BRYSON CITY, N.C. (AP) — Wind-driven wildfires in and around Great Smoky Mountains National Park have burned hundreds of acres in western North Carolina and forced the evacuation of several homes, authorities said.
The fires also prompted officials to close several trails and backcountry campsites in the nation’s most-visited national park, which covers more than 520,000 acres straddling the border between North Carolina and Tennessee.

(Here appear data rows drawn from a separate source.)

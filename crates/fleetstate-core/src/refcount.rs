//! Reference counts over the transactional store
//!
//! A counter is keyed by `(owner, key)` and lives in its own document. It is
//! created at 1 on first use and its document is removed when it reaches 0,
//! so "absent" and "zero" are the same observable state. A decrement that
//! finds the document gone is either a caller bug (first attempt) or a lost
//! race against a concurrent decrement (retry); the two are reported
//! differently.

use crate::errors::{Result, StateError};
use crate::model::{Collection, DocKey, Document, RefCountDoc};
use crate::txn::{Assert, Op, Store};

pub fn refcount_key(owner: &str, key: &str) -> DocKey {
    DocKey::new(Collection::RefCounts, format!("{}#{}", owner, key))
}

fn count_of(doc: &Document) -> Option<u64> {
    doc.as_refcount().map(|r| r.count)
}

/// Op adding one reference, creating the counter if needed
pub fn increment_op(store: &dyn Store, owner: &str, key: &str) -> Op {
    let doc_key = refcount_key(owner, key);
    if store.get(&doc_key).is_some() {
        Op::update(doc_key, "refcount += 1", |doc| {
            if let Some(rc) = doc.as_refcount_mut() {
                rc.count += 1;
            }
        })
    } else {
        Op::insert(doc_key, RefCountDoc { count: 1 })
    }
}

/// Op dropping one reference, plus whether this drop takes it to zero
///
/// The op asserts the count it was built from, so a concurrent change to
/// the counter aborts the transaction.
///
/// # Errors
///
/// Returns `NotFound` when the counter is absent on the first attempt and
/// `ReferenceRace` when it is absent on a retry.
pub fn decrement_op(
    store: &dyn Store,
    owner: &str,
    key: &str,
    attempt: u32,
) -> Result<(Op, bool)> {
    decrement_by_op(store, owner, key, 1, attempt)
}

/// Op dropping `n` references at once
///
/// Several holders released in one transaction must go through a single
/// op, since each op is built from the same read.
///
/// # Errors
///
/// As [`decrement_op`]; a counter holding fewer than `n` references is
/// treated like an absent one.
pub fn decrement_by_op(
    store: &dyn Store,
    owner: &str,
    key: &str,
    n: u64,
    attempt: u32,
) -> Result<(Op, bool)> {
    let doc_key = refcount_key(owner, key);
    let current = store
        .get(&doc_key)
        .and_then(|rec| count_of(&rec.doc))
        .filter(|count| *count >= n)
        .ok_or_else(|| {
            if attempt == 0 {
                StateError::not_found(format!("refcount {:?} of {:?}", key, owner))
            } else {
                StateError::ReferenceRace {
                    owner: owner.to_string(),
                    key: key.to_string(),
                }
            }
        })?;

    if current == n {
        let op = Op::remove(doc_key).when(Assert::check(format!("refcount == {}", n), move |doc| {
            count_of(doc) == Some(n)
        }));
        Ok((op, true))
    } else {
        let op = Op::update(doc_key, format!("refcount -= {}", n), move |doc| {
            if let Some(rc) = doc.as_refcount_mut() {
                rc.count -= n;
            }
        })
        .when(Assert::check(format!("refcount > {}", n), move |doc| {
            count_of(doc).is_some_and(|c| c > n)
        }));
        Ok((op, false))
    }
}

/// Current count
///
/// # Errors
///
/// Returns `NotFound` when no reference is held.
pub fn read(store: &dyn Store, owner: &str, key: &str) -> Result<u64> {
    store
        .get(&refcount_key(owner, key))
        .and_then(|rec| count_of(&rec.doc))
        .ok_or_else(|| StateError::not_found(format!("refcount {:?} of {:?}", key, owner)))
}

/// Current count, treating an absent counter as zero
pub fn read_or_zero(store: &dyn Store, owner: &str, key: &str) -> u64 {
    read(store, owner, key).unwrap_or(0)
}

/// Op asserting the counter holds exactly `count`
pub fn assert_count_op(owner: &str, key: &str, count: u64) -> Op {
    let doc_key = refcount_key(owner, key);
    if count == 0 {
        Op::assert(doc_key, Assert::Missing)
    } else {
        Op::assert(
            doc_key,
            Assert::check(format!("refcount == {}", count), move |doc| {
                count_of(doc) == Some(count)
            }),
        )
    }
}

#[cfg(test)]
mod tests {
    use super::*;
    use crate::errors::ExErrorKind;
    use crate::txn::MemoryStore;

    #[test]
    fn test_increment_creates_then_bumps() {
        let store = MemoryStore::new();
        store.apply(vec![increment_op(&store, "mysql", "offers")]).unwrap();
        assert_eq!(read(&store, "mysql", "offers").unwrap(), 1);
        store.apply(vec![increment_op(&store, "mysql", "offers")]).unwrap();
        assert_eq!(read(&store, "mysql", "offers").unwrap(), 2);
    }

    #[test]
    fn test_decrement_to_zero_removes_document() {
        let store = MemoryStore::new();
        store.apply(vec![increment_op(&store, "a", "k")]).unwrap();
        store.apply(vec![increment_op(&store, "a", "k")]).unwrap();

        let (op, zero) = decrement_op(&store, "a", "k", 0).unwrap();
        assert!(!zero);
        store.apply(vec![op]).unwrap();
        assert_eq!(read(&store, "a", "k").unwrap(), 1);

        let (op, zero) = decrement_op(&store, "a", "k", 0).unwrap();
        assert!(zero);
        store.apply(vec![op]).unwrap();
        assert!(read(&store, "a", "k").unwrap_err().is_not_found());
        assert!(store.get(&refcount_key("a", "k")).is_none());
        assert_eq!(read_or_zero(&store, "a", "k"), 0);
    }

    #[test]
    fn test_missing_counter_first_attempt_is_not_found() {
        let store = MemoryStore::new();
        let err = decrement_op(&store, "a", "k", 0).unwrap_err();
        assert_eq!(err.kind(), ExErrorKind::NotFound);
    }

    #[test]
    fn test_missing_counter_on_retry_is_race() {
        let store = MemoryStore::new();
        let err = decrement_op(&store, "a", "k", 2).unwrap_err();
        assert_eq!(err.kind(), ExErrorKind::ReferenceRace);
        assert!(!err.is_not_found());
    }

    #[test]
    fn test_stale_decrement_aborts() {
        let store = MemoryStore::new();
        store.apply(vec![increment_op(&store, "a", "k")]).unwrap();
        store.apply(vec![increment_op(&store, "a", "k")]).unwrap();

        // Built against count 2, applied after another holder dropped out.
        let (stale, _) = decrement_op(&store, "a", "k", 0).unwrap();
        let (other, _) = decrement_op(&store, "a", "k", 0).unwrap();
        store.apply(vec![other]).unwrap();
        assert!(store.apply(vec![stale]).is_err());
        assert_eq!(read(&store, "a", "k").unwrap(), 1);
    }

    #[test]
    fn test_decrement_by_releases_several_holders() {
        let store = MemoryStore::new();
        for _ in 0..3 {
            store.apply(vec![increment_op(&store, "a", "k")]).unwrap();
        }
        let (op, zero) = decrement_by_op(&store, "a", "k", 2, 0).unwrap();
        assert!(!zero);
        store.apply(vec![op]).unwrap();
        assert_eq!(read(&store, "a", "k").unwrap(), 1);
        assert!(decrement_by_op(&store, "a", "k", 2, 0).unwrap_err().is_not_found());
    }

    #[test]
    fn test_assert_count_op() {
        let store = MemoryStore::new();
        store.apply(vec![assert_count_op("a", "k", 0)]).unwrap();
        assert!(store.apply(vec![assert_count_op("a", "k", 1)]).is_err());
        store.apply(vec![increment_op(&store, "a", "k")]).unwrap();
        store.apply(vec![assert_count_op("a", "k", 1)]).unwrap();
    }
}
pub mod charm;
pub mod constraints;
pub mod docs;

pub use charm::{
    Base, Charm, CharmMeta, CharmOrigin, CharmRelation, CharmSource, ConfigOption, ConfigSchema,
    LxdProfile, OptionType, Platform, RelationRole, RelationScope, Settings, StorageKind,
    StorageMeta,
};
pub use constraints::Constraints;
pub use docs::{
    relation_key, ApplicationDoc, Bindings, BindingsDoc, CaasState, CharmDoc, CleanupDoc,
    CleanupKind, Collection, DocKey, Document, Endpoint, ExposedEndpoint, OfferDoc, RefCountDoc,
    RelationDoc, ScopeDoc, SequenceDoc, SettingsDoc, StorageConstraints, StorageConstraintsDoc,
    StorageInstanceDoc, UnitDoc, UnitStatus, WorkloadStatus,
};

Crews from the National Park Service, North Carolina Forest Service, Bryson City Fire Department and Bureau of Indian Affairs were working to contain what they are calling the Thomas Divide Complex Fire. The blaze consists of two separate fires — the 140-acre Stone Pile Fire and the 170-acre Cooper Creek Fire.
Officials said both fires were started from power lines knocked down by high winds and were estimated to be 10% contained as of late Saturday night.
The National Weather Service issued “red flag” warnings for several western North Carolina counties on Saturday and again on Sunday, meaning a combination of strong winds, low relative humidity, and warm temperatures could lead to “extreme fire behavior.”
Officials said 15 to 20 homes near Stone Pile Gap Road, Coopers Creek Road and McCracken Road were evacuated and two abandoned trailers had been destroyed in the fire.